• WORK ORDER
Report, as a single number, how many lines of the records contain the word "super".

• EXCERPTED DATA
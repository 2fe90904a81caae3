use std::{path::PathBuf, time::Duration};

use chrono_tz::Tz;
use config::{Config, ConfigError, Environment, File};
use serde::Deserialize;

#[derive(Deserialize, Debug, Clone)]
#[serde(default)]
pub struct StorageSettings {
    pub path: PathBuf,
}

impl Default for StorageSettings {
    fn default() -> Self {
        Self {
            path: PathBuf::from("study-reminder.json"),
        }
    }
}

#[derive(Deserialize, Debug, Clone)]
#[serde(default)]
pub struct SpeechSettings {
    pub enabled: bool,
    pub program: String,
    pub language: String,
}

impl Default for SpeechSettings {
    fn default() -> Self {
        Self {
            enabled: true,
            program: "espeak-ng".to_owned(),
            language: "zh-CN".to_owned(),
        }
    }
}

#[derive(Deserialize, Debug, Clone)]
#[serde(default)]
pub struct NotificationSettings {
    pub enabled: bool,
    pub app_name: String,
}

impl Default for NotificationSettings {
    fn default() -> Self {
        Self {
            enabled: true,
            app_name: "学习打卡".to_owned(),
        }
    }
}

#[derive(Deserialize, Debug, Clone)]
#[serde(default)]
pub struct BackgroundSettings {
    pub enabled: bool,
    pub cache_dir: PathBuf,
    pub cache_version: String,
    pub asset_dir: Option<PathBuf>,
    pub assets: Vec<String>,
    pub heartbeat_interval_secs: u64,
    pub cache_timeout_secs: u64,
}

impl Default for BackgroundSettings {
    fn default() -> Self {
        Self {
            enabled: true,
            cache_dir: PathBuf::from("cache"),
            cache_version: "study-checkin-v1.0.0".to_owned(),
            asset_dir: None,
            assets: [
                "/",
                "/index.html",
                "/manifest.json",
                "/icon-72.png",
                "/icon-96.png",
                "/icon-144.png",
                "/icon-192.png",
                "/icon-512.png",
            ]
            .map(str::to_owned)
            .to_vec(),
            heartbeat_interval_secs: 60,
            cache_timeout_secs: 10,
        }
    }
}

impl BackgroundSettings {
    pub fn heartbeat_interval(&self) -> Duration {
        Duration::from_secs(self.heartbeat_interval_secs.max(1))
    }

    pub fn cache_timeout(&self) -> Duration {
        Duration::from_secs(self.cache_timeout_secs)
    }
}

#[derive(Deserialize, Debug, Clone)]
pub struct AppSettings {
    #[serde(default = "default_timezone")]
    pub timezone: Tz,
    #[serde(default)]
    pub storage: StorageSettings,
    #[serde(default)]
    pub speech: SpeechSettings,
    #[serde(default)]
    pub notifications: NotificationSettings,
    #[serde(default)]
    pub background: BackgroundSettings,
}

fn default_timezone() -> Tz {
    chrono_tz::Asia::Shanghai
}

impl AppSettings {
    pub fn load() -> Result<Self, ConfigError> {
        let settings = Config::builder()
            .add_source(File::with_name("appsettings").required(true))
            .add_source(File::with_name("appsettings.local").required(false))
            .add_source(Environment::with_prefix("APP").separator("__"))
            .build()?;

        settings.try_deserialize()
    }
}
use std::{
    path::{Path, PathBuf},
    process::{ExitStatus, Stdio},
    sync::LazyLock,
};

use async_trait::async_trait;
use regex::Regex;
use tokio::{process::Command, sync::OnceCell};

use super::platform::{PlaybackError, SpeechPlatform, Utterance, Voice};

const MAX_AMPLITUDE: f32 = 200.0;
const DEFAULT_WORDS_PER_MINUTE: f32 = 175.0;
const DEFAULT_PITCH: f32 = 50.0;

/// One `(language priority)` entry of the "Other Languages" column.
static VOICE_ALIAS: LazyLock<Regex> = LazyLock::new(|| {
    Regex::new(r"\(([^\s()]+)\s+(\d+)\)").expect("The voice alias pattern is a valid regex.")
});

/// Speech through the `espeak-ng` command line synthesizer, or any program
/// accepting the same flags.
pub struct EspeakPlatform {
    program: String,
    resolved: OnceCell<Option<PathBuf>>,
}

impl EspeakPlatform {
    pub fn new(program: impl Into<String>) -> Self {
        Self {
            program: program.into(),
            resolved: OnceCell::new(),
        }
    }

    async fn executable(&self) -> Option<&Path> {
        self.resolved
            .get_or_init(|| async {
                let found = find_on_path(&self.program);
                match &found {
                    Some(path) => log::info!("Using speech synthesizer {}", path.display()),
                    None => log::warn!("Speech synthesizer {} not found on PATH", self.program),
                }
                found
            })
            .await
            .as_deref()
    }
}

fn find_on_path(program: &str) -> Option<PathBuf> {
    let candidate = Path::new(program);
    if candidate.components().count() > 1 {
        return candidate.is_file().then(|| candidate.to_path_buf());
    }

    let paths = std::env::var_os("PATH")?;
    std::env::split_paths(&paths)
        .map(|dir| dir.join(program))
        .find(|path| path.is_file())
}

/// Parses the table printed by `espeak-ng --voices`:
/// `Pty Language Age/Gender VoiceName File Other Languages`.
fn parse_voice_table(output: &str) -> Vec<Voice> {
    output
        .lines()
        .skip(1)
        .filter_map(|line| {
            let columns: Vec<&str> = line.split_whitespace().collect();
            match columns.as_slice() {
                [_, lang, _, name, _, other @ ..] => Some(Voice {
                    aliases: parse_aliases(&other.join(" ")),
                    ..Voice::new(*name, *lang)
                }),
                [_, lang, _, name, ..] => Some(Voice::new(*name, *lang)),
                _ => None,
            }
        })
        .collect()
}

fn parse_aliases(column: &str) -> Vec<(String, u8)> {
    VOICE_ALIAS
        .captures_iter(column)
        .filter_map(|captures| {
            let priority = captures[2].parse().ok()?;
            Some((captures[1].to_owned(), priority))
        })
        .collect()
}

#[cfg(unix)]
fn killed_by_signal(status: &ExitStatus) -> bool {
    use std::os::unix::process::ExitStatusExt;
    status.signal().is_some()
}

#[cfg(not(unix))]
fn killed_by_signal(_status: &ExitStatus) -> bool {
    false
}

fn speak_args(utterance: &Utterance) -> Vec<String> {
    let mut args = vec![
        "-a".to_owned(),
        ((utterance.volume * MAX_AMPLITUDE).round() as u32).to_string(),
        "-s".to_owned(),
        ((utterance.rate * DEFAULT_WORDS_PER_MINUTE).round() as u32).to_string(),
        "-p".to_owned(),
        ((utterance.pitch * DEFAULT_PITCH).round().min(99.0) as u32).to_string(),
    ];
    // Without a matching voice, espeak still resolves a bare language name.
    let voice = match &utterance.voice {
        Some(voice) => Some(voice.lang.clone()),
        None => utterance
            .lang
            .split(['-', '_'])
            .next()
            .filter(|language| !language.is_empty())
            .map(str::to_lowercase),
    };
    if let Some(voice) = voice {
        args.push("-v".to_owned());
        args.push(voice);
    }
    args.push("--".to_owned());
    args.push(utterance.text.clone());
    args
}

#[async_trait]
impl SpeechPlatform for EspeakPlatform {
    async fn is_available(&self) -> bool {
        self.executable().await.is_some()
    }

    async fn voices(&self) -> Vec<Voice> {
        let Some(program) = self.executable().await else {
            return Vec::new();
        };

        match Command::new(program).arg("--voices").output().await {
            Ok(output) if output.status.success() => {
                parse_voice_table(&String::from_utf8_lossy(&output.stdout))
            }
            Ok(output) => {
                log::warn!("Listing voices exited with {}", output.status);
                Vec::new()
            }
            Err(error) => {
                log::warn!("Listing voices failed: {error}");
                Vec::new()
            }
        }
    }

    async fn speak(&self, utterance: &Utterance) -> Result<(), PlaybackError> {
        let program = self
            .executable()
            .await
            .ok_or_else(|| PlaybackError::Failed(format!("{} is not installed", self.program)))?;

        let output = Command::new(program)
            .args(speak_args(utterance))
            .stdin(Stdio::null())
            .stdout(Stdio::null())
            .stderr(Stdio::piped())
            .kill_on_drop(true)
            .output()
            .await
            .map_err(|error| PlaybackError::Failed(error.to_string()))?;

        if output.status.success() {
            return Ok(());
        }
        if killed_by_signal(&output.status) {
            return Err(PlaybackError::Interrupted);
        }

        let stderr = String::from_utf8_lossy(&output.stderr);
        Err(PlaybackError::Failed(format!(
            "{} exited with {}: {}",
            self.program,
            output.status,
            stderr.trim()
        )))
    }
}

#[cfg(test)]
mod tests {
    use super::*;

    use crate::speech::platform::select_voice;

    const LISTING: &str = "\
Pty Language       Age/Gender VoiceName          File                 Other Languages
 5  af              --/M      Afrikaans          gmw/af
 5  cmn             --/M      Chinese_(Mandarin) sit/cmn              (zh-cmn 5)(zh 5)
 5  yue             --/M      Chinese_(Cantonese) sit/yue             (zh-yue 5)(zh 8)
";

    #[test]
    fn parses_voice_listing() {
        let voices = parse_voice_table(LISTING);

        assert_eq!(voices.len(), 3);
        assert!(voices[0].aliases.is_empty());
        assert_eq!(voices[1].lang, "cmn");
        assert_eq!(voices[1].name, "Chinese_(Mandarin)");
        assert_eq!(
            voices[1].aliases,
            [("zh-cmn".to_owned(), 5), ("zh".to_owned(), 5)]
        );
    }

    #[test]
    fn chinese_locale_picks_mandarin_through_aliases() {
        let voices = parse_voice_table(LISTING);

        let voice = select_voice(&voices, "zh-CN").unwrap();

        assert_eq!(voice.lang, "cmn");
    }

    #[test]
    fn maps_voice_settings_onto_flags() {
        let utterance = Utterance {
            text: "-开始".into(),
            volume: 0.8,
            rate: 1.5,
            pitch: 2.0,
            lang: "zh-CN".into(),
            voice: Some(Voice::new("Chinese", "cmn")),
        };

        assert_eq!(
            speak_args(&utterance),
            ["-a", "160", "-s", "263", "-p", "99", "-v", "cmn", "--", "-开始"]
        );
    }

    #[test]
    fn language_is_passed_without_a_voice() {
        let utterance = Utterance {
            text: "开始".into(),
            volume: 1.0,
            rate: 1.0,
            pitch: 1.0,
            lang: "zh-CN".into(),
            voice: None,
        };

        assert_eq!(
            speak_args(&utterance),
            ["-a", "200", "-s", "175", "-p", "50", "-v", "zh", "--", "开始"]
        );
    }

    #[tokio::test]
    async fn missing_program_is_unavailable() {
        let platform = EspeakPlatform::new("definitely-not-a-speech-synth");

        assert!(!platform.is_available().await);
        assert!(platform.voices().await.is_empty());
        assert!(matches!(
            platform
                .speak(&Utterance {
                    text: "x".into(),
                    volume: 1.0,
                    rate: 1.0,
                    pitch: 1.0,
                    lang: "zh-CN".into(),
                    voice: None,
                })
                .await,
            Err(PlaybackError::Failed(_))
        ));
    }
}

• ANSWER SECTION
2